Si el gobierno, con toda razón, no accede a las demandas sin sentido de los indígenas sediciosos y estos mantienen su posición de intransigencia, otra vez vendrán los intentos de cierres de calles y de vandalizar las propiedades estatales, con los enormes perjuicios que esto causará a la población, a la empresa privada, a la economía y al prestigio del país. Los resultados son impredecibles y podrán ser aprovechados por todos los que se oponen al gobierno actual, especialmente por aquellos que desean ardientemente el caos general y el retorno a la dictadura. Que el pueblo panameño no se deje engañar… Que apoye sin condiciones el mantenimiento del orden establecido y la gobernabilidad del país. Que le de un si rotundo al progreso y al desarrollo sostenible de la nación, que incluye el uso racional de los recursos naturales en beneficio de todos los panameños…

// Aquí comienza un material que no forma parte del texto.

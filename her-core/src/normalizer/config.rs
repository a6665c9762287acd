//! Configuration of [`Normalizer`](super::Normalizer).
use crate::error::HerError;
use anyhow::Result;
use serde::{Deserialize, Serialize};
use std::{
    fs::File,
    io::{BufReader, Write},
    path::Path,
};

/// Configuration of [`Normalizer`](super::Normalizer).
#[derive(Clone, Debug, PartialEq, Deserialize, Serialize)]
pub enum NormalizerConfig {
    /// Inputs are passed through.
    Identity,

    /// Running mean and standard deviation.
    MeanStd {
        /// Dimension of feature vectors.
        dim: usize,

        /// Floor of the variance.
        eps: f32,

        /// Scaled values are clipped into `[-clip, clip]` if given.
        clip: Option<f32>,
    },

    /// Fixed bounds of features, used for grid-world tasks.
    MinMax {
        /// Lower bounds.
        min: Vec<f32>,

        /// Upper bounds.
        max: Vec<f32>,

        /// Floor of `max - min`.
        eps: f32,
    },
}

impl Default for NormalizerConfig {
    fn default() -> Self {
        Self::Identity
    }
}

impl NormalizerConfig {
    /// Mean-std normalizer of the given dimension.
    pub fn mean_std(dim: usize) -> Self {
        Self::MeanStd {
            dim,
            eps: 1e-8,
            clip: None,
        }
    }

    /// Min-max normalizer with the given bounds.
    pub fn min_max(min: Vec<f32>, max: Vec<f32>) -> Self {
        Self::MinMax { min, max, eps: 1e-8 }
    }

    /// Sets the epsilon. Ignored for [`NormalizerConfig::Identity`].
    pub fn eps(mut self, v: f32) -> Self {
        match &mut self {
            Self::MeanStd { eps, .. } | Self::MinMax { eps, .. } => *eps = v,
            Self::Identity => {}
        }
        self
    }

    /// Sets the clipping range of the mean-std normalizer.
    pub fn clip(mut self, v: Option<f32>) -> Self {
        if let Self::MeanStd { clip, .. } = &mut self {
            *clip = v;
        }
        self
    }

    /// Dimension of feature vectors.
    pub fn dim(&self) -> Option<usize> {
        match self {
            Self::Identity => None,
            Self::MeanStd { dim, .. } => Some(*dim),
            Self::MinMax { min, .. } => Some(min.len()),
        }
    }

    pub(super) fn check(&self) -> Result<(), HerError> {
        match self {
            Self::MinMax { min, max, .. } if min.len() != max.len() => {
                Err(HerError::DimensionMismatch {
                    expected: min.len(),
                    actual: max.len(),
                })
            }
            Self::MeanStd { eps, .. } | Self::MinMax { eps, .. } if *eps <= 0.0 => Err(
                HerError::InvalidConfig(format!("eps must be positive, got {}", eps)),
            ),
            _ => Ok(()),
        }
    }

    /// Constructs [`NormalizerConfig`] from YAML file.
    pub fn load(path: impl AsRef<Path>) -> Result<Self> {
        let file = File::open(path)?;
        let rdr = BufReader::new(file);
        let b = serde_yaml::from_reader(rdr)?;
        Ok(b)
    }

    /// Saves [`NormalizerConfig`].
    pub fn save(&self, path: impl AsRef<Path>) -> Result<()> {
        let mut file = File::create(path)?;
        file.write_all(serde_yaml::to_string(&self)?.as_bytes())?;
        Ok(())
    }
}
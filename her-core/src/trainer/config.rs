//! Configuration of [`Trainer`](super::Trainer).
use anyhow::Result;
use serde::{Deserialize, Serialize};
use std::{
    fs::File,
    io::{BufReader, Write},
    path::Path,
};

/// Configuration of [`Trainer`](super::Trainer).
#[derive(Debug, Deserialize, Serialize, PartialEq, Clone)]
pub struct TrainerConfig {
    /// The number of epochs.
    pub epochs: usize,

    /// The number of cycles in an epoch.
    pub cycles: usize,

    /// The number of training episodes in a cycle.
    pub episodes: usize,

    /// Interval of test passes in epochs.
    pub test_interval: usize,

    /// The number of episodes of a test pass.
    pub test_episodes: usize,

    /// Interval of saving model parameters in epochs.
    pub save_interval: usize,

    /// Episodes are cut after this number of steps if given.
    pub max_episode_steps: Option<usize>,

    /// Relabel episodes before storing them.
    pub hindsight: bool,

    /// Where to save the trained model.
    pub model_dir: Option<String>,
}

impl Default for TrainerConfig {
    fn default() -> Self {
        Self {
            epochs: 50,
            cycles: 50,
            episodes: 16,
            test_interval: 1,
            test_episodes: 30,
            save_interval: 25,
            max_episode_steps: None,
            hindsight: true,
            model_dir: None,
        }
    }
}

impl TrainerConfig {
    /// Sets the number of epochs.
    pub fn epochs(mut self, v: usize) -> Self {
        self.epochs = v;
        self
    }

    /// Sets the number of cycles in an epoch.
    pub fn cycles(mut self, v: usize) -> Self {
        self.cycles = v;
        self
    }

    /// Sets the number of episodes in a cycle.
    pub fn episodes(mut self, v: usize) -> Self {
        self.episodes = v;
        self
    }

    /// Sets the interval of test passes in epochs.
    pub fn test_interval(mut self, v: usize) -> Self {
        self.test_interval = v;
        self
    }

    /// Sets the number of test episodes.
    pub fn test_episodes(mut self, v: usize) -> Self {
        self.test_episodes = v;
        self
    }

    /// Sets the interval of saving in epochs.
    pub fn save_interval(mut self, v: usize) -> Self {
        self.save_interval = v;
        self
    }

    /// Sets the maximum length of episodes.
    pub fn max_episode_steps(mut self, v: Option<usize>) -> Self {
        self.max_episode_steps = v;
        self
    }

    /// Enables or disables hindsight relabeling.
    pub fn hindsight(mut self, v: bool) -> Self {
        self.hindsight = v;
        self
    }

    /// Sets the directory where model parameters are saved.
    pub fn model_dir<T: Into<String>>(mut self, model_dir: T) -> Self {
        self.model_dir = Some(model_dir.into());
        self
    }

    /// Constructs [`TrainerConfig`] from YAML file.
    pub fn load(path: impl AsRef<Path>) -> Result<Self> {
        let file = File::open(path)?;
        let rdr = BufReader::new(file);
        let b = serde_yaml::from_reader(rdr)?;
        Ok(b)
    }

    /// Saves [`TrainerConfig`].
    pub fn save(&self, path: impl AsRef<Path>) -> Result<()> {
        let mut file = File::create(path)?;
        file.write_all(serde_yaml::to_string(&self)?.as_bytes())?;
        Ok(())
    }
}

#[cfg(test)]
mod tests {
    use super::*;
    use tempdir::TempDir;

    #[test]
    fn test_serde_trainer_config() -> Result<()> {
        let config = TrainerConfig::default()
            .epochs(3)
            .max_episode_steps(Some(50))
            .model_dir("some/directory");

        let dir = TempDir::new("trainer_config")?;
        let path = dir.path().join("trainer_config.yaml");
        config.save(&path)?;
        let config_ = TrainerConfig::load(&path)?;
        assert_eq!(config, config_);
        Ok(())
    }
}
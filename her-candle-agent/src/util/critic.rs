//! Critics for agents with continuous action.
use crate::{
    model::SubModel2,
    opt::{Optimizer, OptimizerConfig},
    util::{track_with_replace_substring, twin_min},
};
use anyhow::{Context, Result};
use candle_core::{DType::F32, Device, Tensor, D};
use candle_nn::{VarBuilder, VarMap};
use log::info;
use serde::{de::DeserializeOwned, Deserialize, Serialize};
use std::{
    fs::File,
    io::{BufReader, Write},
    path::Path,
};

#[derive(Debug, Deserialize, Serialize, PartialEq, Clone)]
/// Configuration of [`MultiCritic`].
pub struct MultiCriticConfig<Q> {
    /// The number of critic networks.
    pub n_nets: usize,

    /// Configuration of critic networks.
    pub q_config: Option<Q>,

    /// Configuration of the optimizer.
    pub opt_config: OptimizerConfig,

    /// Soft update coefficient.
    pub tau: f64,
}

impl<Q> Default for MultiCriticConfig<Q> {
    fn default() -> Self {
        Self {
            n_nets: 2,
            q_config: None,
            opt_config: OptimizerConfig::Adam { lr: 0.0003 },
            tau: 0.005,
        }
    }
}

impl<Q> MultiCriticConfig<Q>
where
    Q: DeserializeOwned + Serialize,
{
    /// Sets the number of critic networks.
    pub fn n_nets(mut self, v: usize) -> Self {
        self.n_nets = v;
        self
    }

    /// Sets configurations for action-value function.
    pub fn q_config(mut self, v: Q) -> Self {
        self.q_config = Some(v);
        self
    }

    /// Sets optimizer configuration.
    pub fn opt_config(mut self, v: OptimizerConfig) -> Self {
        self.opt_config = v;
        self
    }

    /// Sets soft update parameter tau.
    pub fn tau(mut self, v: f64) -> Self {
        self.tau = v;
        self
    }

    /// Constructs [`MultiCriticConfig`] from YAML file.
    pub fn load(path: impl AsRef<Path>) -> Result<Self> {
        let file = File::open(path)?;
        let rdr = BufReader::new(file);
        let b = serde_yaml::from_reader(rdr)?;
        Ok(b)
    }

    /// Saves [`MultiCriticConfig`] as YAML file.
    pub fn save(&self, path: impl AsRef<Path>) -> Result<()> {
        let mut file = File::create(path)?;
        file.write_all(serde_yaml::to_string(&self)?.as_bytes())?;
        Ok(())
    }
}

/// Critics for agents with continuous action.
///
/// It takes observations and actions as inputs and outputs action values.
/// Each critic has a target network. The targets live in their own [`VarMap`]
/// and are hard copies of the critics right after [`MultiCritic::build`].
pub struct MultiCritic<Q>
where
    Q: SubModel2<Input1 = Tensor, Input2 = Tensor, Output = Result<Tensor>>,
    Q::Config: DeserializeOwned + Serialize,
{
    tau: f64,
    varmap: VarMap,
    varmap_tgt: VarMap,
    qs: Vec<Q>,
    qs_tgt: Vec<Q>,

    // Shared by all critics; targets are never optimized.
    opt: Optimizer,
}

impl<Q> MultiCritic<Q>
where
    Q: SubModel2<Input1 = Tensor, Input2 = Tensor, Output = Result<Tensor>>,
    Q::Config: DeserializeOwned + Serialize + Clone,
{
    /// Constructs [`MultiCritic`].
    pub fn build(config: MultiCriticConfig<Q::Config>, device: Device) -> Result<MultiCritic<Q>> {
        let q_config = config.q_config.context("q_config is not set.")?;
        let (varmap, qs) = Self::build_critic_networks(&q_config, &device, config.n_nets, "critic")?;
        let (varmap_tgt, qs_tgt) =
            Self::build_critic_networks(&q_config, &device, config.n_nets, "critic_tgt")?;
        let opt = config.opt_config.build(varmap.all_vars())?;
        track_with_replace_substring(&varmap_tgt, &varmap, 1.0, ("critic", "critic_tgt"))?;

        Ok(Self {
            tau: config.tau,
            varmap,
            varmap_tgt,
            qs,
            qs_tgt,
            opt,
        })
    }

    fn build_critic_networks(
        q_config: &Q::Config,
        device: &Device,
        n_nets: usize,
        prefix: &str,
    ) -> Result<(VarMap, Vec<Q>)> {
        let varmap = VarMap::new();
        let qs = (0..n_nets)
            .map(|ix| {
                let vb = VarBuilder::from_varmap(&varmap, F32, device)
                    .set_prefix(format!("{}{}", prefix, ix));
                Q::build(vb, q_config.clone())
            })
            .collect::<Result<Vec<_>>>()?;

        Ok((varmap, qs))
    }
}

impl<Q> MultiCritic<Q>
where
    Q: SubModel2<Input1 = Tensor, Input2 = Tensor, Output = Result<Tensor>>,
    Q::Config: DeserializeOwned + Serialize,
{
    /// Soft update of the target networks.
    pub fn soft_update(&mut self) -> Result<()> {
        track_with_replace_substring(
            &self.varmap_tgt,
            &self.varmap,
            self.tau,
            ("critic", "critic_tgt"),
        )
    }

    fn forward_all(qs: &[Q], obs: &Tensor, act: &Tensor) -> Result<Vec<Tensor>> {
        qs.iter()
            .map(|critic| Ok(critic.forward(obs, act)?.squeeze(D::Minus1)?))
            .collect()
    }

    /// Returns action values of all critics, each of shape `[batch_size]`.
    pub fn qvals(&self, obs: &Tensor, act: &Tensor) -> Result<Vec<Tensor>> {
        Self::forward_all(&self.qs, obs, act)
    }

    /// Returns the minimum of action values over critics.
    pub fn qvals_min(&self, obs: &Tensor, act: &Tensor) -> Result<Tensor> {
        twin_min(&self.qvals(obs, act)?)
    }

    /// Returns the minimum of action values over target critics.
    pub fn qvals_min_tgt(&self, obs: &Tensor, act: &Tensor) -> Result<Tensor> {
        twin_min(&Self::forward_all(&self.qs_tgt, obs, act)?)
    }

    /// Backward step for all variables in critic networks.
    pub fn backward_step(&mut self, loss: &Tensor) -> Result<()> {
        self.opt.backward_step(loss)
    }

    /// Variables of the critics.
    pub fn varmap(&self) -> &VarMap {
        &self.varmap
    }

    /// Variables of the target critics.
    pub fn varmap_tgt(&self) -> &VarMap {
        &self.varmap_tgt
    }

    /// Saves the critics and the target critics to separate files.
    pub fn save(&self, path: impl AsRef<Path>, path_tgt: impl AsRef<Path>) -> Result<()> {
        self.varmap.save(path.as_ref())?;
        info!("Save critics to {:?}", path.as_ref());
        self.varmap_tgt.save(path_tgt.as_ref())?;
        info!("Save target critics to {:?}", path_tgt.as_ref());
        Ok(())
    }

    /// Loads the critics and the target critics.
    pub fn load(&mut self, path: impl AsRef<Path>, path_tgt: impl AsRef<Path>) -> Result<()> {
        self.varmap.load(path.as_ref())?;
        info!("Load critics from {:?}", path.as_ref());
        self.varmap_tgt.load(path_tgt.as_ref())?;
        info!("Load target critics from {:?}", path_tgt.as_ref());
        Ok(())
    }
}

#[cfg(test)]
mod tests {
    use super::*;
    use crate::mlp::{Mlp, MlpConfig};
    use tempdir::TempDir;

    fn critic() -> Result<MultiCritic<Mlp>> {
        let config = MultiCriticConfig::default().q_config(MlpConfig::new(3, vec![8], 1, false));
        MultiCritic::build(config, Device::Cpu)
    }

    fn flat(varmap: &VarMap, key: &str) -> Vec<f32> {
        varmap.data().lock().unwrap()[key]
            .as_tensor()
            .flatten_all()
            .unwrap()
            .to_vec1()
            .unwrap()
    }

    #[test]
    fn test_targets_are_copies() -> Result<()> {
        let critic = critic()?;
        for ix in 0..2 {
            for name in ["mlp.ln0.weight", "mlp.ln1.bias"].iter() {
                let k = format!("critic{}.{}", ix, name);
                let k_tgt = format!("critic_tgt{}.{}", ix, name);
                assert_eq!(flat(critic.varmap(), &k), flat(critic.varmap_tgt(), &k_tgt));
            }
        }

        let obs = Tensor::randn(0f32, 1f32, (5, 2), &Device::Cpu)?;
        let act = Tensor::randn(0f32, 1f32, (5, 1), &Device::Cpu)?;
        let qs = critic.qvals(&obs, &act)?;
        assert_eq!(qs.len(), 2);
        assert_eq!(qs[0].dims(), &[5]);

        let q_min = critic.qvals_min(&obs, &act)?.to_vec1::<f32>()?;
        let q_min_tgt = critic.qvals_min_tgt(&obs, &act)?.to_vec1::<f32>()?;
        assert_eq!(q_min, q_min_tgt);
        let (q0, q1) = (qs[0].to_vec1::<f32>()?, qs[1].to_vec1::<f32>()?);
        for i in 0..5 {
            assert_eq!(q_min[i], q0[i].min(q1[i]));
        }
        Ok(())
    }

    #[test]
    fn test_save_load() -> Result<()> {
        let tmp_dir = TempDir::new("critic")?;
        let path = tmp_dir.path().join("critic.pt");
        let path_tgt = tmp_dir.path().join("critic_tgt.pt");
        let critic1 = critic()?;
        critic1.save(&path, &path_tgt)?;

        let mut critic2 = critic()?;
        critic2.load(&path, &path_tgt)?;
        let k = "critic_tgt1.mlp.ln0.weight";
        assert_eq!(flat(critic1.varmap_tgt(), k), flat(critic2.varmap_tgt(), k));
        assert!(critic2.load(tmp_dir.path().join("none.pt"), &path_tgt).is_err());
        Ok(())
    }
}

Para enturbiar más el panorama, mañana comienzan las clases en las escuelas primarias y secundarias de todo el país. El panorama se presenta complicado para el gobierno y esta es la coyuntura que, irresponsablemente, esperaban los Ngäbes sediciosos, sus maestros en las sombras, algunas facciones de la oposición, los grupos de la ultra izquierda, los ambientalistas extremistas y muchos panameños que no ven las cosas con claridad, para crear más presión sobre el gobierno. Dios nos ayude a superar esta crisis y que no ocurran situaciones que luego debamos todos lamentar.